## ASSIGNMENT
Every line in the records below between the one holding "right before it" and the one holding "right before the", inclusive, is to be set down exactly; all other lines are to be left out.
Start of DATA FOR ANALYSIS
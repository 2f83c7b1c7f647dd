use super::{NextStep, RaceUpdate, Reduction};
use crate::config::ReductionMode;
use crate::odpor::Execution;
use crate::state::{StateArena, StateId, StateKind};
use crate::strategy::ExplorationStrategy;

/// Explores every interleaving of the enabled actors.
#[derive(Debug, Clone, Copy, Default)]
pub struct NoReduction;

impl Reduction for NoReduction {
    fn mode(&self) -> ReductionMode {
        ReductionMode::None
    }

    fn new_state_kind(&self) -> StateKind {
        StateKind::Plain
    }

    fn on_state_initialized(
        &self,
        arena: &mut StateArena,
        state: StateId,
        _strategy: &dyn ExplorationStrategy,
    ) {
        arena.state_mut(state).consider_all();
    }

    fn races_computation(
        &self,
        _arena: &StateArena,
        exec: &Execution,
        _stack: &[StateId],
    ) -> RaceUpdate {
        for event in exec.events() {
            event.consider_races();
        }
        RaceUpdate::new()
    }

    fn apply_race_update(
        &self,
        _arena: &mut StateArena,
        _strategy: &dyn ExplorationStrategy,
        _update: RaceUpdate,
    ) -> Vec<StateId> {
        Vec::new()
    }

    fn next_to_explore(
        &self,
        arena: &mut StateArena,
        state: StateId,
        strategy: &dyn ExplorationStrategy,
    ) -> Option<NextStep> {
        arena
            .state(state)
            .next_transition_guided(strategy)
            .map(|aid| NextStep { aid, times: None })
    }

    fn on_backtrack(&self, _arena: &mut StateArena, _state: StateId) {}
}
End of DATA FOR ANALYSIS
Start of DATA FOR ANALYSIS
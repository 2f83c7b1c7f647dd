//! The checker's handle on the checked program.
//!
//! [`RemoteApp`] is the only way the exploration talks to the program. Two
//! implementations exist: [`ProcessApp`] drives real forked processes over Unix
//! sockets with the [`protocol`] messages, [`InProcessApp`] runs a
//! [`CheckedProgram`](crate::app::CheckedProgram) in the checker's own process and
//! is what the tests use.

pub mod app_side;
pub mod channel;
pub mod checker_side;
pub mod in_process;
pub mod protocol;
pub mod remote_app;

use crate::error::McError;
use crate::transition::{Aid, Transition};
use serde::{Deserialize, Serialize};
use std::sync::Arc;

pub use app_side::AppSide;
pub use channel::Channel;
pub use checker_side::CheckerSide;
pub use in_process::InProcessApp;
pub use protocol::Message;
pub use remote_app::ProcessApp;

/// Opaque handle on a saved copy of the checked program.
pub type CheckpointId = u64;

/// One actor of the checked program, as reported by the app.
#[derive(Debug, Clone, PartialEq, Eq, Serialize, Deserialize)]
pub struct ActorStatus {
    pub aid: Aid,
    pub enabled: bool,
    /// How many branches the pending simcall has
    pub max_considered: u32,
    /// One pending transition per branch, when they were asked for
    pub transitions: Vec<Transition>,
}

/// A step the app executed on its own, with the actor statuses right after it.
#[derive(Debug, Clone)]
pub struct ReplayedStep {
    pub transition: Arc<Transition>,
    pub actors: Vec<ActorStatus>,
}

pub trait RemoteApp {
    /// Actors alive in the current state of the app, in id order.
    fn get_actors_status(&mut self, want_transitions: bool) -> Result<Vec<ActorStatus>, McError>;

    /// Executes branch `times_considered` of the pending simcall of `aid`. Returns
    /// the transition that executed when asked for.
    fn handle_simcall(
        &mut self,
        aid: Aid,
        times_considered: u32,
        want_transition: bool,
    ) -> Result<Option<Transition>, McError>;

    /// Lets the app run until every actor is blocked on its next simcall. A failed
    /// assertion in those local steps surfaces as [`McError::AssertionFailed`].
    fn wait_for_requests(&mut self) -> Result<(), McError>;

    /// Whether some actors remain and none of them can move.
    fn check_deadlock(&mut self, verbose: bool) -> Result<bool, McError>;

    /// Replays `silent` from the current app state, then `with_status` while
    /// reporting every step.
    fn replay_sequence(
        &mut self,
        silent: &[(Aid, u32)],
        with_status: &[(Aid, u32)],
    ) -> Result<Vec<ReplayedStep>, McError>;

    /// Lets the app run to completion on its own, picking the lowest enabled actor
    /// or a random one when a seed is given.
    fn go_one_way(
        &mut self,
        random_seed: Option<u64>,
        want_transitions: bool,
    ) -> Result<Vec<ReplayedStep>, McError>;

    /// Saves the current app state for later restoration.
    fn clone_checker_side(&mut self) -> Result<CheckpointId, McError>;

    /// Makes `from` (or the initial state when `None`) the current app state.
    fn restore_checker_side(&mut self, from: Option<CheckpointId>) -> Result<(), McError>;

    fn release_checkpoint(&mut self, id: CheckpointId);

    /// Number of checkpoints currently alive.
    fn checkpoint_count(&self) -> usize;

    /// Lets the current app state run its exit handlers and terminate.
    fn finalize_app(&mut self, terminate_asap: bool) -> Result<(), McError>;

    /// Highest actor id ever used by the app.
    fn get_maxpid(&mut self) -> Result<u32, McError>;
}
End of DATA FOR ANALYSIS
Start of DATA FOR ANALYSIS
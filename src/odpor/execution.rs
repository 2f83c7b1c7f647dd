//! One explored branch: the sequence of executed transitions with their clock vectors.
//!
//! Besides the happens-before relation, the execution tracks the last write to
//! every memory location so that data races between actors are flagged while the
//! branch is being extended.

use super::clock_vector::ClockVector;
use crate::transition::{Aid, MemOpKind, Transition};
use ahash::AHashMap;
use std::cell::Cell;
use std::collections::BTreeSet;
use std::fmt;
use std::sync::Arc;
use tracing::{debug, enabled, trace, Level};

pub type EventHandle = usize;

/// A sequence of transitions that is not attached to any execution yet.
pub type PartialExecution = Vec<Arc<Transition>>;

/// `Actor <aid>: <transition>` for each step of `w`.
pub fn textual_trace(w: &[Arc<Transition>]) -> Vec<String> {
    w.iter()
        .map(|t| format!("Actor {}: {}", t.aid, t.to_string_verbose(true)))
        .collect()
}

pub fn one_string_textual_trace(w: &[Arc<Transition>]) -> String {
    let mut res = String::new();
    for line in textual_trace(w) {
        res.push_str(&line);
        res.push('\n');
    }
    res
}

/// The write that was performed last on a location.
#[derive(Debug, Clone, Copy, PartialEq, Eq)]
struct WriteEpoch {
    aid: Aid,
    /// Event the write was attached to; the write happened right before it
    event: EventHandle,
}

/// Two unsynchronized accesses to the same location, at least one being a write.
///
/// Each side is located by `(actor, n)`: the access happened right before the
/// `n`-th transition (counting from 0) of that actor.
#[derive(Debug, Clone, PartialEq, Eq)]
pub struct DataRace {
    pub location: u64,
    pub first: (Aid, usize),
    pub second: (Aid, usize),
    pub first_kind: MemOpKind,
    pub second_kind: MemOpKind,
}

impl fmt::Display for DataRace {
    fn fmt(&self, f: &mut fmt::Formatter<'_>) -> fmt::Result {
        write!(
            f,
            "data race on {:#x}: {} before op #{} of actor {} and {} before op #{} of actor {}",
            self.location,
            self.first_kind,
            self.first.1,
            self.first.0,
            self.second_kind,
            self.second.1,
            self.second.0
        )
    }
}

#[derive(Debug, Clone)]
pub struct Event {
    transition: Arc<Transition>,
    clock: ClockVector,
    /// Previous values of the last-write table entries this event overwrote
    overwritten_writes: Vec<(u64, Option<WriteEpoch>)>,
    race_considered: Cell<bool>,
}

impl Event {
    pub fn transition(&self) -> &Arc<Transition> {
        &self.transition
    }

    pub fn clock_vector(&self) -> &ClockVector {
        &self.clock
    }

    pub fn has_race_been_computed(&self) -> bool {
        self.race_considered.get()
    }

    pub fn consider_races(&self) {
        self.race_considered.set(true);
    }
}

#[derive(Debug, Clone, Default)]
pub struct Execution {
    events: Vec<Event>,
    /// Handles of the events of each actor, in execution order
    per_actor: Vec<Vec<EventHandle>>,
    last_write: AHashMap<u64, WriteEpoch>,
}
End of DATA FOR ANALYSIS
## ANSWER TO THIS PROBLEM
    /// Event the write was attached to; the write happened right before it
    event: EventHandle,
}

/// Two unsynchronized accesses to the same location, at least one being a write.
///
/// Each side is located by `(actor, n)`: the access happened right before the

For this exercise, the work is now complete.